• TASK BRIEF
Look through the listing below, find every line with the string "Result", and copy it.

Start of Block

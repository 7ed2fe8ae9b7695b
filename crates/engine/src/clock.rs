//! Fixed-period frame scheduling.
//!
//! The clock's only state is the deadline of the next frame. Callers wait on
//! input for [`FrameClock::timeout`] and render when [`FrameClock::poll_due`]
//! fires, which re-arms the deadline.

use std::time::{Duration, Instant};

use crate::types::TICK_MS;

#[derive(Debug, Clone, Copy)]
pub struct FrameClock {
    period: Duration,
    next: Instant,
}

impl FrameClock {
    /// A clock whose first frame is due immediately.
    pub fn new(period: Duration, now: Instant) -> Self {
        Self { period, next: now }
    }

    /// The default ~60 FPS clock.
    pub fn start() -> Self {
        Self::new(Duration::from_millis(TICK_MS as u64), Instant::now())
    }

    pub fn period(&self) -> Duration {
        self.period
    }

    /// Time left until the next frame is due (zero if overdue).
    pub fn timeout(&self, now: Instant) -> Duration {
        self.next.saturating_duration_since(now)
    }

    /// True if a frame is due; re-arms the deadline when it is.
    ///
    /// A clock that fell more than a period behind (slow terminal, suspended
    /// process) skips the missed frames instead of bursting to catch up.
    pub fn poll_due(&mut self, now: Instant) -> bool {
        if now < self.next {
            return false;
        }
        self.next += self.period;
        if self.next <= now {
            self.next = now + self.period;
        }
        true
    }
}
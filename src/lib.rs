//! shardcache: a sharded, load-through LRU cache for slow key-value sources.
//!
//! Keys are routed to one of N independently locked shards. Each shard is an
//! LRU index over an arena-backed recency list; a miss is filled from the
//! [`Loader`](traits::Loader) while the shard's lock is held, so a key is
//! never loaded twice into the same shard and the index never disagrees
//! with the list.
//!
//! ```
//! use shardcache::prelude::*;
//!
//! let cache = CacheBuilder::new(2)
//!     .shards(1)
//!     .try_build(|key: &str| -> Result<String, LoadError> { Ok(format!("v-{key}")) })
//!     .unwrap();
//!
//! cache.get("a").unwrap();
//! cache.get("b").unwrap();
//! cache.get("a").unwrap(); // hit, "a" becomes most recent
//! cache.get("c").unwrap(); // evicts "b"
//! assert_eq!(cache.keys_by_recency(0).unwrap(), vec!["c", "a"]);
//! ```

pub mod builder;
pub mod cache;
pub mod ds;
pub mod error;
pub mod policy;
pub mod prelude;
pub mod shard;
pub mod traits;

#[cfg(feature = "metrics")]
pub mod metrics;
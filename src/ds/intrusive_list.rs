//! Doubly linked recency list backed by [`SlotArena`].
//!
//! Nodes live in the arena and point at each other by [`SlotId`], so a
//! caller can keep a handle in a hash index and relink the node in O(1)
//! without aliasing pointers.
//!
//! ```text
//!   arena (SlotArena<Node<T>>)
//!   ┌────────┬─────────────────────────────────────────────┐
//!   │ SlotId │ Node { value, prev, next }                  │
//!   ├────────┼─────────────────────────────────────────────┤
//!   │ id_1   │ { value: A, prev: None, next: Some(id_2) }  │
//!   │ id_2   │ { value: B, prev: Some(id_1), next: id_3 }  │
//!   │ id_3   │ { value: C, prev: Some(id_2), next: None }  │
//!   └────────┴─────────────────────────────────────────────┘
//!
//!   head (MRU) ─► [id_1] ◄──► [id_2] ◄──► [id_3] ◄── tail (LRU)
//! ```
//!
//! `push_front`, `pop_back`, `move_to_front` and `remove` are O(1);
//! iteration is O(n) from head to tail.

use std::collections::HashSet;

use crate::ds::slot_arena::{SlotArena, SlotId};
use crate::error::InvariantError;

#[derive(Debug)]
struct Node<T> {
    value: T,
    prev: Option<SlotId>,
    next: Option<SlotId>,
}

/// Arena-backed doubly linked list addressed by [`SlotId`].
#[derive(Debug)]
pub struct IntrusiveList<T> {
    arena: SlotArena<Node<T>>,
    head: Option<SlotId>,
    tail: Option<SlotId>,
}

impl<T> IntrusiveList<T> {
    pub fn new() -> Self {
        Self {
            arena: SlotArena::new(),
            head: None,
            tail: None,
        }
    }

    /// Creates an empty list with room for `capacity` nodes.
    pub fn with_capacity(capacity: usize) -> Self {
        Self {
            arena: SlotArena::with_capacity(capacity),
            head: None,
            tail: None,
        }
    }

    pub fn len(&self) -> usize {
        self.arena.len()
    }

    pub fn is_empty(&self) -> bool {
        self.arena.is_empty()
    }

    /// Returns `true` if `id` is a live node of this list.
    pub fn contains(&self, id: SlotId) -> bool {
        self.arena.contains(id)
    }

    /// Value at the head (most recently used end).
    pub fn front(&self) -> Option<&T> {
        self.head.and_then(|id| self.get(id))
    }

    /// Value at the tail (least recently used end).
    pub fn back(&self) -> Option<&T> {
        self.tail.and_then(|id| self.get(id))
    }

    pub fn back_id(&self) -> Option<SlotId> {
        self.tail
    }

    pub fn get(&self, id: SlotId) -> Option<&T> {
        self.arena.get(id).map(|node| &node.value)
    }

    /// Iterates values from head to tail.
    pub fn iter(&self) -> Iter<'_, T> {
        Iter {
            list: self,
            current: self.head,
        }
    }

    /// Links `value` in as the new head and returns its handle.
    pub fn push_front(&mut self, value: T) -> SlotId {
        let id = self.arena.insert(Node {
            value,
            prev: None,
            next: self.head,
        });
        match self.head.and_then(|head| self.arena.get_mut(head)) {
            Some(old_head) => old_head.prev = Some(id),
            None => self.tail = Some(id),
        }
        self.head = Some(id);
        id
    }

    /// Unlinks and returns the tail value. Empty lists yield `None`.
    pub fn pop_back(&mut self) -> Option<T> {
        let id = self.tail?;
        self.remove(id)
    }

    /// Unlinks node `id` and returns its value.
    pub fn remove(&mut self, id: SlotId) -> Option<T> {
        self.detach(id)?;
        self.arena.remove(id).map(|node| node.value)
    }

    /// Relinks `id` as the head; returns `false` if `id` is not in the list.
    pub fn move_to_front(&mut self, id: SlotId) -> bool {
        if !self.arena.contains(id) {
            return false;
        }
        if self.head == Some(id) {
            return true;
        }
        self.detach(id);
        self.attach_front(id);
        true
    }

    pub fn clear(&mut self) {
        self.arena.clear();
        self.head = None;
        self.tail = None;
    }

    fn detach(&mut self, id: SlotId) -> Option<()> {
        let (prev, next) = {
            let node = self.arena.get(id)?;
            (node.prev, node.next)
        };

        match prev.and_then(|p| self.arena.get_mut(p)) {
            Some(prev_node) => prev_node.next = next,
            None => self.head = next,
        }
        match next.and_then(|n| self.arena.get_mut(n)) {
            Some(next_node) => next_node.prev = prev,
            None => self.tail = prev,
        }

        let node = self.arena.get_mut(id)?;
        node.prev = None;
        node.next = None;
        Some(())
    }

    fn attach_front(&mut self, id: SlotId) {
        let old_head = self.head;
        if let Some(node) = self.arena.get_mut(id) {
            node.prev = None;
            node.next = old_head;
        } else {
            return;
        }
        match old_head.and_then(|head| self.arena.get_mut(head)) {
            Some(head_node) => head_node.prev = Some(id),
            None => self.tail = Some(id),
        }
        self.head = Some(id);
    }

    /// Walks the list and checks link symmetry, head/tail ends and length.
    pub fn check_links(&self) -> Result<(), InvariantError> {
        if self.head.is_none() || self.tail.is_none() {
            if self.head.is_some() || self.tail.is_some() || !self.is_empty() {
                return Err(InvariantError::new(format!(
                    "list ends disagree: head={:?} tail={:?} len={}",
                    self.head,
                    self.tail,
                    self.len()
                )));
            }
            return Ok(());
        }

        let mut seen = HashSet::with_capacity(self.len());
        let mut prev = None;
        let mut current = self.head;
        while let Some(id) = current {
            if !seen.insert(id) {
                return Err(InvariantError::new(format!("cycle through slot {}", id.index())));
            }
            let node = self
                .arena
                .get(id)
                .ok_or_else(|| InvariantError::new(format!("dangling slot {}", id.index())))?;
            if node.prev != prev {
                return Err(InvariantError::new(format!(
                    "slot {} has prev {:?}, expected {:?}",
                    id.index(),
                    node.prev,
                    prev
                )));
            }
            if node.next.is_none() && self.tail != Some(id) {
                return Err(InvariantError::new(format!(
                    "walk ended at slot {} but tail is {:?}",
                    id.index(),
                    self.tail
                )));
            }
            prev = Some(id);
            current = node.next;
        }

        if seen.len() != self.len() {
            return Err(InvariantError::new(format!(
                "reachable nodes {} != arena len {}",
                seen.len(),
                self.len()
            )));
        }
        Ok(())
    }
}

impl<T> Default for IntrusiveList<T> {
    fn default() -> Self {
        Self::new()
    }
}

/// Head-to-tail iterator over list values.
pub struct Iter<'a, T> {
    list: &'a IntrusiveList<T>,
    current: Option<SlotId>,
}

impl<'a, T> Iterator for Iter<'a, T> {
    type Item = &'a T;

    fn next(&mut self) -> Option<Self::Item> {
        let node = self.list.arena.get(self.current?)?;
        self.current = node.next;
        Some(&node.value)
    }
}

End of Block

• OUTPUT OF THE TASK
//!     .try_build(|key: &str| -> Result<String, LoadError> { Ok(format!("v-{key}")) })
    pub fn check_links(&self) -> Result<(), InvariantError> {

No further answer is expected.